INSTRUCTIONS FOR THE TASK: Copy out every line holding the string "bytes" from the records below.

Saved data entries:
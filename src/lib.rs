//! Async client for the Tollbit content-licensing API.
//!
//! Licensing requests are sealed into opaque tokens, exchanged for licensed content or price
//! quotes, and returned as strictly-shaped results through a pluggable transport.

#![deny(clippy::all, missing_docs, unused_crate_dependencies)]

pub mod auth;
pub mod canonical;
pub mod client;
pub mod error;
pub mod http;
pub mod license;
pub mod obs;
pub mod response;
pub mod token;
#[cfg(all(any(test, feature = "test"), feature = "reqwest"))]
pub mod _preludet {
	//! Convenience re-exports and helpers for integration tests; enabled via `cfg(test)` or the
	//! `test` crate feature.

	pub use crate::_prelude::*;

	// std
	use std::sync::Mutex;
	// self
	use crate::{
		client::Client,
		http::{
			HttpRequest, HttpResponse, LicensingHttpClient, ReqwestHttpClient, TransportFuture,
		},
	};

	/// Shared secret used by every test client.
	pub const TEST_SECRET: &str =
		"64280b7c9897a66cd1062596518fdf2992361f6477300562dc41d6d108359de2";
	/// Organization identifier used by every test client.
	pub const TEST_ORG: &str = "org-abc";
	/// Agent label used by every test client.
	pub const TEST_AGENT: &str = "MyBot";
	/// Bot `User-Agent` every test client sends.
	pub const TEST_BOT_AGENT: &str = "Mozilla/5.0 (compatible; MyBot; +https://tollbit.com/bot)";

	/// Client type alias used by reqwest-backed integration tests.
	pub type ReqwestTestClient = Client<ReqwestHttpClient>;
	/// Client type alias used by tests that script the transport.
	pub type ScriptedTestClient = Client<ScriptedHttpClient>;

	#[derive(Clone, Debug)]
	enum Script {
		Respond(HttpResponse),
		Fail,
		Hang,
	}

	/// Transport that records every request and answers from a fixed script.
	#[derive(Debug)]
	pub struct ScriptedHttpClient {
		script: Script,
		requests: Mutex<Vec<HttpRequest>>,
	}
	impl ScriptedHttpClient {
		/// Answers every request with `status` and `body`.
		pub fn responding(status: u16, body: &str) -> Self {
			Self::new(Script::Respond(HttpResponse::new(status, body)))
		}

		/// Fails every request with a connection-reset I/O error.
		pub fn failing() -> Self {
			Self::new(Script::Fail)
		}

		/// Never completes any request.
		pub fn hanging() -> Self {
			Self::new(Script::Hang)
		}

		/// Returns every request received so far.
		pub fn requests(&self) -> Vec<HttpRequest> {
			self.requests.lock().expect("Scripted transport lock should not be poisoned.").clone()
		}

		fn new(script: Script) -> Self {
			Self { script, requests: Mutex::new(Vec::new()) }
		}
	}
	impl LicensingHttpClient for ScriptedHttpClient {
		type TransportError = std::io::Error;

		fn execute(&self, request: HttpRequest) -> TransportFuture<'_, Self::TransportError> {
			self.requests
				.lock()
				.expect("Scripted transport lock should not be poisoned.")
				.push(request);

			let script = self.script.clone();

			Box::pin(async move {
				match script {
					Script::Respond(response) => Ok(response),
					Script::Fail => Err(std::io::Error::new(
						std::io::ErrorKind::ConnectionReset,
						"Scripted connection reset.",
					)),
					Script::Hang => std::future::pending().await,
				}
			})
		}
	}

	/// Builds a reqwest HTTP client suitable for talking to `httpmock` servers.
	pub fn test_reqwest_http_client() -> ReqwestHttpClient {
		let client = ReqwestClient::builder()
			.danger_accept_invalid_certs(true)
			.danger_accept_invalid_hostnames(true)
			.build()
			.expect("Failed to build insecure Reqwest client for tests.");

		ReqwestHttpClient::with_client(client)
	}

	/// Constructs a [`Client`] whose API base points at `api_base` (typically an `httpmock`
	/// server URL plus the `/dev/v1/` prefix).
	pub fn build_reqwest_test_client(api_base: &str) -> ReqwestTestClient {
		let api_base = Url::parse(api_base).expect("Test API base should parse successfully.");

		ReqwestTestClient::with_http_client(
			TEST_SECRET,
			TEST_ORG,
			TEST_AGENT,
			test_reqwest_http_client(),
		)
		.expect("Test client credentials should be valid.")
		.with_api_base(api_base)
		.expect("Test API base should be accepted.")
	}

	/// Constructs a [`Client`] on the production API base that talks to `transport`.
	pub fn build_scripted_client(
		transport: impl Into<Arc<ScriptedHttpClient>>,
	) -> ScriptedTestClient {
		ScriptedTestClient::with_http_client(TEST_SECRET, TEST_ORG, TEST_AGENT, transport)
			.expect("Test client credentials should be valid.")
	}
}

mod _prelude {
	pub use std::{
		error::Error as StdError,
		fmt::{Debug, Display, Formatter, Result as FmtResult},
		future::Future,
		pin::Pin,
		str::FromStr,
		sync::Arc,
	};

	#[cfg(feature = "reqwest")]
	pub use reqwest::{Client as ReqwestClient, Error as ReqwestError};
	pub use serde::{Deserialize, Serialize};
	pub use thiserror::Error as ThisError;
	pub use url::Url;

	pub use crate::error::{Error, Result};
}

#[cfg(feature = "reqwest")] pub use reqwest;
pub use url;
#[cfg(all(test, feature = "reqwest"))] use {color_eyre as _, httpmock as _};
//! Transport primitives for licensing API calls.
//!
//! The module exposes [`LicensingHttpClient`] alongside the minimal [`HttpRequest`] and
//! [`HttpResponse`] shapes so downstream crates can plug in any HTTP stack (or a scripted fake
//! in tests) without pulling the default reqwest transport.

// self
use crate::_prelude::*;
#[cfg(feature = "reqwest")] use crate::error::ConfigError;

/// Boxed, `Send` future returned by [`LicensingHttpClient::execute`].
pub type TransportFuture<'a, E> =
	Pin<Box<dyn Future<Output = Result<HttpResponse, E>> + 'a + Send>>;

/// Abstraction over HTTP transports capable of issuing a licensing API `GET`.
///
/// The trait is the client's only dependency on an HTTP stack. Implementations must be
/// `Send + Sync + 'static` so a single transport can be shared (behind `Arc`) by clones of a
/// client running concurrently. Dropping the returned future must abort the request; the client
/// relies on this to honor caller cancellation.
pub trait LicensingHttpClient
where
	Self: 'static + Send + Sync,
{
	/// Concrete error emitted by the underlying transport.
	type TransportError: 'static + Send + Sync + StdError;

	/// Executes `request` and resolves with the response status and full body.
	///
	/// Non-success statuses are not errors at this layer; the client inspects the body.
	fn execute(&self, request: HttpRequest) -> TransportFuture<'_, Self::TransportError>;
}

/// Outbound `GET` request.
#[derive(Clone, Debug, PartialEq, Eq)]
pub struct HttpRequest {
	/// Fully-built endpoint URL.
	pub url: Url,
	/// Header name/value pairs in insertion order.
	pub headers: Vec<(&'static str, String)>,
}
impl HttpRequest {
	/// Creates a request with no headers.
	pub fn get(url: Url) -> Self {
		Self { url, headers: Vec::new() }
	}

	/// Appends a header.
	pub fn header(mut self, name: &'static str, value: impl Into<String>) -> Self {
		self.headers.push((name, value.into()));

		self
	}

	/// Returns the first value recorded for `name` (case-insensitive).
	pub fn header_value(&self, name: &str) -> Option<&str> {
		self.headers
			.iter()
			.find(|(key, _)| key.eq_ignore_ascii_case(name))
			.map(|(_, value)| value.as_str())
	}
}

/// Response status and raw body bytes.
#[derive(Clone, Debug, Default, PartialEq, Eq)]
pub struct HttpResponse {
	/// HTTP status code.
	pub status: u16,
	/// Raw response body.
	pub body: Vec<u8>,
}
impl HttpResponse {
	/// Creates a response from a status code and body.
	pub fn new(status: u16, body: impl Into<Vec<u8>>) -> Self {
		Self { status, body: body.into() }
	}
}

/// Thin wrapper around [`ReqwestClient`] so shared HTTP behavior lives in one place.
#[cfg(feature = "reqwest")]
#[derive(Clone, Debug, Default)]
pub struct ReqwestHttpClient(pub ReqwestClient);
#[cfg(feature = "reqwest")]
impl ReqwestHttpClient {
	/// Wraps an existing reqwest [`ReqwestClient`].
	pub fn with_client(client: ReqwestClient) -> Self {
		Self(client)
	}

	/// Builds a transport whose requests give up after `timeout`.
	///
	/// Timeouts surface as network failures; use a cancellation future instead when the caller
	/// needs to tell them apart.
	pub fn with_timeout(timeout: std::time::Duration) -> Result<Self, ConfigError> {
		let client = ReqwestClient::builder().timeout(timeout).build()?;

		Ok(Self(client))
	}
}
#[cfg(feature = "reqwest")]
impl AsRef<ReqwestClient> for ReqwestHttpClient {
	fn as_ref(&self) -> &ReqwestClient {
		&self.0
	}
}
#[cfg(feature = "reqwest")]
impl LicensingHttpClient for ReqwestHttpClient {
	type TransportError = ReqwestError;

	fn execute(&self, request: HttpRequest) -> TransportFuture<'_, Self::TransportError> {
		let client = self.0.clone();

		Box::pin(async move {
			let mut builder = client.get(request.url);

			for (name, value) in request.headers {
				builder = builder.header(name, value);
			}

			let response = builder.send().await?;
			let status = response.status().as_u16();
			let body = response.bytes().await?.to_vec();

			Ok(HttpResponse { status, body })
		})
	}
}
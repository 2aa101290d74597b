// self
use crate::{
	_prelude::*,
	obs::{CallKind, CallOutcome, FailureReason},
};

/// Counts a call attempt or success via the global metrics recorder (when enabled).
///
/// Failures go through [`record_call_result`] so they carry a `reason` label.
pub fn record_call_outcome(kind: CallKind, outcome: CallOutcome) {
	#[cfg(feature = "metrics")]
	{
		metrics::counter!(
			"tollbit_client_call_total",
			"call" => kind.as_str(),
			"outcome" => outcome.as_str()
		)
		.increment(1);
	}

	#[cfg(not(feature = "metrics"))]
	{
		let _ = (kind, outcome);
	}
}

/// Records success, or failure labeled with its [`FailureReason`], for a finished call.
pub fn record_call_result<T>(kind: CallKind, result: &Result<T>) {
	let Err(e) = result else {
		return record_call_outcome(kind, CallOutcome::Success);
	};
	let reason = FailureReason::from_error(e);

	#[cfg(feature = "metrics")]
	{
		metrics::counter!(
			"tollbit_client_call_total",
			"call" => kind.as_str(),
			"outcome" => CallOutcome::Failure.as_str(),
			"reason" => reason.as_str()
		)
		.increment(1);
	}

	#[cfg(not(feature = "metrics"))]
	{
		let _ = reason;
	}
}

/// Counts a response received from the licensing API, labeled by HTTP status.
pub fn record_response_status(kind: CallKind, status: u16) {
	#[cfg(feature = "metrics")]
	{
		metrics::counter!(
			"tollbit_client_response_total",
			"call" => kind.as_str(),
			"status" => status.to_string()
		)
		.increment(1);
	}

	#[cfg(not(feature = "metrics"))]
	{
		let _ = (kind, status);
	}
}

#[cfg(test)]
mod tests {
	// self
	use super::*;
	use crate::error::NotFoundError;

	#[test]
	fn recording_is_safe_without_a_recorder() {
		record_call_outcome(CallKind::Rate, CallOutcome::Attempt);
		record_response_status(CallKind::Rate, 200);
		record_call_result::<()>(CallKind::Content, &Ok(()));
		record_call_result::<()>(
			CallKind::Rate,
			&Err(NotFoundError::Rate { target: "site.com".into() }.into()),
		);
	}
}
//! Price quote retrieval. No token is involved; only the bot `User-Agent` is sent.

// self
use crate::{
	_prelude::*,
	canonical,
	client::{Client, USER_AGENT_HEADER},
	error::NotFoundError,
	http::{HttpRequest, LicensingHttpClient},
	obs::{self, CallKind, CallOutcome, CallSpan},
	response::{self, RateResult},
};

const ENDPOINT: &str = "rate";

impl<C> Client<C>
where
	C: ?Sized + LicensingHttpClient,
{
	/// Fetches the current rate for `target_url`.
	///
	/// Returns the first element of the response array verbatim, or
	/// [`NotFoundError::Rate`] when the array is empty.
	pub async fn get_rate<S>(&self, cancel: S, target_url: &str) -> Result<RateResult>
	where
		S: Future<Output = ()>,
	{
		const KIND: CallKind = CallKind::Rate;

		let span = CallSpan::new(KIND, "get_rate");

		obs::record_call_outcome(KIND, CallOutcome::Attempt);

		let call_span = &span;
		let result: Result<RateResult> = span
			.instrument(async move {
				let target = canonical::canonicalize(target_url);

				call_span.record_target(target);

				let http_request = HttpRequest::get(self.endpoint(ENDPOINT, target)?)
					.header(USER_AGENT_HEADER, self.bot_user_agent());
				let response = self.send(cancel, http_request).await?;

				call_span.record_status(response.status);
				obs::record_response_status(KIND, response.status);

				response::first_element::<RateResult>(ENDPOINT, response.status, &response.body)?
					.ok_or_else(|| NotFoundError::Rate { target: target.to_owned() }.into())
			})
			.await;

		span.record_result(&result);
		obs::record_call_result(KIND, &result);

		result
	}
}
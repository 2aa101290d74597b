//! Licensing request model sealed inside every token.

// self
use crate::{
	_prelude::*,
	auth::{OrganizationId, SecretKey},
};

/// Currency code accepted by the licensing API today.
pub const USD: &str = "USD";

/// License kinds understood by the licensing API.
///
/// Unknown labels survive as [`LicenseType::Other`] so newer server-side variants round-trip
/// through tokens instead of failing deserialization.
#[derive(Clone, Debug, Default, PartialEq, Eq, Hash, Serialize, Deserialize)]
#[serde(from = "String", into = "String")]
pub enum LicenseType {
	/// Pay-per-fetch license (`ON_DEMAND_LICENSE`).
	#[default]
	OnDemand,
	/// Any label this crate does not recognize yet.
	Other(String),
}
impl LicenseType {
	/// Returns the wire label for the license type.
	pub fn as_str(&self) -> &str {
		match self {
			LicenseType::OnDemand => "ON_DEMAND_LICENSE",
			LicenseType::Other(label) => label,
		}
	}
}
impl From<String> for LicenseType {
	fn from(value: String) -> Self {
		match value.as_str() {
			"ON_DEMAND_LICENSE" => Self::OnDemand,
			_ => Self::Other(value),
		}
	}
}
impl From<LicenseType> for String {
	fn from(value: LicenseType) -> Self {
		match value {
			LicenseType::OnDemand => "ON_DEMAND_LICENSE".into(),
			LicenseType::Other(label) => label,
		}
	}
}
impl Display for LicenseType {
	fn fmt(&self, f: &mut Formatter) -> FmtResult {
		f.write_str(self.as_str())
	}
}

/// Call-specific inputs for [`Client::generate_token`](crate::client::Client::generate_token).
#[derive(Clone, Debug, PartialEq, Eq)]
pub struct TokenParams {
	/// Target content URL, exactly as the caller knows it.
	pub url: String,
	/// Highest acceptable price in micro-units of `currency`.
	pub max_price_micros: i64,
	/// ISO currency code; only [`USD`] is accepted by the API.
	pub currency: String,
	/// Requested license kind.
	pub license_type: LicenseType,
}
impl TokenParams {
	/// Creates parameters for an on-demand USD license.
	pub fn new(url: impl Into<String>, max_price_micros: i64) -> Self {
		Self {
			url: url.into(),
			max_price_micros,
			currency: USD.into(),
			license_type: LicenseType::OnDemand,
		}
	}

	/// Overrides the currency code.
	pub fn with_currency(mut self, currency: impl Into<String>) -> Self {
		self.currency = currency.into();

		self
	}

	/// Overrides the license type.
	pub fn with_license_type(mut self, license_type: LicenseType) -> Self {
		self.license_type = license_type;

		self
	}
}

/// Plaintext payload of a licensing token.
#[derive(Clone, Debug, PartialEq, Eq, Serialize, Deserialize)]
#[serde(rename_all = "camelCase")]
pub struct LicensingRequest {
	/// Organization the request is billed to.
	pub org_cuid: OrganizationId,
	/// Shared secret; only ever present inside the encrypted token.
	pub key: SecretKey,
	/// Target content URL (not canonicalized).
	pub url: String,
	/// Caller's agent label.
	pub user_agent: String,
	/// Highest acceptable price in micro-units of `currency`.
	pub max_price_micros: i64,
	/// ISO currency code.
	pub currency: String,
	/// Requested license kind.
	pub license_type: LicenseType,
}
impl LicensingRequest {
	/// Combines client identity with call-specific parameters.
	pub fn new(
		org_cuid: OrganizationId,
		key: SecretKey,
		user_agent: impl Into<String>,
		params: TokenParams,
	) -> Self {
		let TokenParams { url, max_price_micros, currency, license_type } = params;

		Self {
			org_cuid,
			key,
			url,
			user_agent: user_agent.into(),
			max_price_micros,
			currency,
			license_type,
		}
	}
}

PROBLEM SOLUTION:
/// Response status and raw body bytes.
			let body = response.bytes().await?.to_vec();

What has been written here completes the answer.